=== EXERCISE PROMPT ===
Extract every line from the records below that contains the word "Neighbors".

=== SUPPLIED RECORDS ===
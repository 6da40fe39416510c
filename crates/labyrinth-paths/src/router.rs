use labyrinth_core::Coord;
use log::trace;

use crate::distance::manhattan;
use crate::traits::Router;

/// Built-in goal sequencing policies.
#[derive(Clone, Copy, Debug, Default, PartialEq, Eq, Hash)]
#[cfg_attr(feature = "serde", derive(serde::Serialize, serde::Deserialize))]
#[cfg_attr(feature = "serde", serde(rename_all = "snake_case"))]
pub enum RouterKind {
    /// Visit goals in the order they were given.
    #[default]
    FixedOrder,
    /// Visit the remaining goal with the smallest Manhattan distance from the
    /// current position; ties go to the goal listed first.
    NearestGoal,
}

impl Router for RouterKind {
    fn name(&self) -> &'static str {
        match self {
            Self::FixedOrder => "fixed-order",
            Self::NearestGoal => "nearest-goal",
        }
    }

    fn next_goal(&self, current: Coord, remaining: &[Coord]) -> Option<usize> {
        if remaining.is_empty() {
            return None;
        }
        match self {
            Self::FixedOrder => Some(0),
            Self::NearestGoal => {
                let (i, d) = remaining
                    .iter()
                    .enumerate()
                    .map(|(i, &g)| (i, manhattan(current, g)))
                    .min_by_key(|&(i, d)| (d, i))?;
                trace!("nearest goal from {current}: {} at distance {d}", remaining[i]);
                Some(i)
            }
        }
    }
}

--

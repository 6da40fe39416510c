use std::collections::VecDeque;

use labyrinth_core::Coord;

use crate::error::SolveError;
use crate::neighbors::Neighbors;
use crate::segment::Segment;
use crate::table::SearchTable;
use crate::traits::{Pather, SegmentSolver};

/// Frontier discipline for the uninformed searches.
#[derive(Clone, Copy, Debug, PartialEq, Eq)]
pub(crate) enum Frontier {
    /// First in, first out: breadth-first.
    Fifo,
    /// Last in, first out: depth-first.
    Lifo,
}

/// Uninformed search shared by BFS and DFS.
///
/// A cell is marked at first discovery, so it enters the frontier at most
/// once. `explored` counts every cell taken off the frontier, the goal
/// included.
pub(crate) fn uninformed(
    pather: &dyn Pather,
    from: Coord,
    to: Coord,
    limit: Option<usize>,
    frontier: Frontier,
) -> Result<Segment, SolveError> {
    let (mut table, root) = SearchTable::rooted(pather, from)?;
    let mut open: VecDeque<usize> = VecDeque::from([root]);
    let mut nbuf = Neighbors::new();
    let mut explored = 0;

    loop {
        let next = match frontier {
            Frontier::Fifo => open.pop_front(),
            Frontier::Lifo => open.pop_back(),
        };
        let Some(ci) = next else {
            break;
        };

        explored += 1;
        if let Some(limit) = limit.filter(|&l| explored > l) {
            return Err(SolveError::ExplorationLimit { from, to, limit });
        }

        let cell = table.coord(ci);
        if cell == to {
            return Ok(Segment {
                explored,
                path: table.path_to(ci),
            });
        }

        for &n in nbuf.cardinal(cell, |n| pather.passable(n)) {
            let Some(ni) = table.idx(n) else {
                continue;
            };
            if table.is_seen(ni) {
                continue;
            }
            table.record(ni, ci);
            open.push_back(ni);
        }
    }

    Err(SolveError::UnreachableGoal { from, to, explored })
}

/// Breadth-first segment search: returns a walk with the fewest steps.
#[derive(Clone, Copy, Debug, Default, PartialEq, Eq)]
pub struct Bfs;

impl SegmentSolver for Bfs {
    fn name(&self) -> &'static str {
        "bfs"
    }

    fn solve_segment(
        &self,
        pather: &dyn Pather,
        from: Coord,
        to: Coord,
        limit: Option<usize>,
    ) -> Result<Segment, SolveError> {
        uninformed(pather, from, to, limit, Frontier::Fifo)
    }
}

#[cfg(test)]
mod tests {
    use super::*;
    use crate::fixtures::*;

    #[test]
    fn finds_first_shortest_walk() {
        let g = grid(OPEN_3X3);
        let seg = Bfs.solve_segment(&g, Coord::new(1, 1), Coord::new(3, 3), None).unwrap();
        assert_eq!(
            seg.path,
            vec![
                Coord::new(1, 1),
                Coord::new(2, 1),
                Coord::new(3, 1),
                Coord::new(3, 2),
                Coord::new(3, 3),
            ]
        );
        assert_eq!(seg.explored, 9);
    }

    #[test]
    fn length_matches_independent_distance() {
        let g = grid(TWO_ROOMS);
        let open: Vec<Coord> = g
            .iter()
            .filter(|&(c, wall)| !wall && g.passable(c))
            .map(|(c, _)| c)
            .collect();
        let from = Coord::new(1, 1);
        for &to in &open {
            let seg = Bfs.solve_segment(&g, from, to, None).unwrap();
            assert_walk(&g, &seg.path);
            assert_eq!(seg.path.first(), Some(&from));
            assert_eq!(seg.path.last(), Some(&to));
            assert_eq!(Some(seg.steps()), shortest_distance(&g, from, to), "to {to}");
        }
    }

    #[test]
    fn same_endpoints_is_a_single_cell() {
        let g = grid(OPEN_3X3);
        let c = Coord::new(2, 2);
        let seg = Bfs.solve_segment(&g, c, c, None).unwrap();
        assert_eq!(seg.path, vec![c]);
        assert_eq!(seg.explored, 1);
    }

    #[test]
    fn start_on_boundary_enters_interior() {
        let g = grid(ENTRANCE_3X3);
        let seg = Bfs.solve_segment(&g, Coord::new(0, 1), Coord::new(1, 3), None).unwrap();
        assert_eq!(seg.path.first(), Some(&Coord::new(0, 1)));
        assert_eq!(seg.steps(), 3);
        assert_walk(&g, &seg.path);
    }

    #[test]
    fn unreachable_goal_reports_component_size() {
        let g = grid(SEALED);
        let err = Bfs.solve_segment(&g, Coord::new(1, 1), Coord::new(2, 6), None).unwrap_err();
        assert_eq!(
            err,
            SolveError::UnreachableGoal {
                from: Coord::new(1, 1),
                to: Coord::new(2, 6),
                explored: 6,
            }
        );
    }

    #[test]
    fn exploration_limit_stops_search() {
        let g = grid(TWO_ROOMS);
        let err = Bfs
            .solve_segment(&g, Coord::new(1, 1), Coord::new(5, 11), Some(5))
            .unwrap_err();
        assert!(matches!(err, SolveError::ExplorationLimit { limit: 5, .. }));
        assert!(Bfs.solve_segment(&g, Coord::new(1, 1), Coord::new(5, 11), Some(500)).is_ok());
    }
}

* * *

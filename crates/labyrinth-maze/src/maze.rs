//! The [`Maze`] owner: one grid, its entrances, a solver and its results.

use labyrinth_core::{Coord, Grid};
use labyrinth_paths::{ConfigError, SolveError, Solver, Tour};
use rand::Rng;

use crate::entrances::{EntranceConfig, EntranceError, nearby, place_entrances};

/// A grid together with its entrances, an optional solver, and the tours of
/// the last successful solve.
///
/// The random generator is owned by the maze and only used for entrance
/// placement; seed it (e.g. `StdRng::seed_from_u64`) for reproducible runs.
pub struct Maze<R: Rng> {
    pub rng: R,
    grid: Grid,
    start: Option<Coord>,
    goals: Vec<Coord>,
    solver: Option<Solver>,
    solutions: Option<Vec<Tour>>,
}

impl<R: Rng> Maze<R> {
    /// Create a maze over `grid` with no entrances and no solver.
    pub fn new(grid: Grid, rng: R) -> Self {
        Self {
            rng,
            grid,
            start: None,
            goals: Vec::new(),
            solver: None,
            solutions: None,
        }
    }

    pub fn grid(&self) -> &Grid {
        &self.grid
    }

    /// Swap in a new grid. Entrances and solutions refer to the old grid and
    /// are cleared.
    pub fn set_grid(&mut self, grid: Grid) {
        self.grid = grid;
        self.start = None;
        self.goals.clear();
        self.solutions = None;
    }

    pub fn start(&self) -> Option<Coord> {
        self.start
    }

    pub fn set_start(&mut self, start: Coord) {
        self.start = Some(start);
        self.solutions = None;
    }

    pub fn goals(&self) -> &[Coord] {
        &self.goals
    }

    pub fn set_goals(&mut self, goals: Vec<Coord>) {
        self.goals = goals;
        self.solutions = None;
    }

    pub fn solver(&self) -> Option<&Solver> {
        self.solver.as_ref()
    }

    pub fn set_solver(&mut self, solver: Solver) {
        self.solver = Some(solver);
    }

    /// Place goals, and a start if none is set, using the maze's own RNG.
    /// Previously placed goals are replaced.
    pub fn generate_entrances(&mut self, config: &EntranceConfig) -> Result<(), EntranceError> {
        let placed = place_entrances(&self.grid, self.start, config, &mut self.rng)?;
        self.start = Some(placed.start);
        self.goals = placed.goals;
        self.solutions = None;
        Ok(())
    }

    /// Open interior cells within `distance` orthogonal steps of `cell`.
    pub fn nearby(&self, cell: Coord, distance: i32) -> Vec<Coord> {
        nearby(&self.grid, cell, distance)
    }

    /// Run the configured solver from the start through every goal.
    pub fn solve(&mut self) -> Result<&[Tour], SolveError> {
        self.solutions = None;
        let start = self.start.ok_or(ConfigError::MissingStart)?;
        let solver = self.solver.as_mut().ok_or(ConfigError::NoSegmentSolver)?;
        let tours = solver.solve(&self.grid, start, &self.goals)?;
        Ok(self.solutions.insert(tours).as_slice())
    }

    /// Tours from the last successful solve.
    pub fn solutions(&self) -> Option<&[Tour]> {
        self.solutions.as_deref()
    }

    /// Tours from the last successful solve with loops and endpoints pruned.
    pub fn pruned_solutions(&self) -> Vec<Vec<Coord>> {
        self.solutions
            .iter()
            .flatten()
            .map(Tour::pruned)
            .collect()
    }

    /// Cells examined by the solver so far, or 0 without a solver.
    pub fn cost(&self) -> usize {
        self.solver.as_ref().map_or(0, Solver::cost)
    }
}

=== SOLUTION TO THIS EXERCISE ===
use crate::neighbors::Neighbors;
    let mut nbuf = Neighbors::new();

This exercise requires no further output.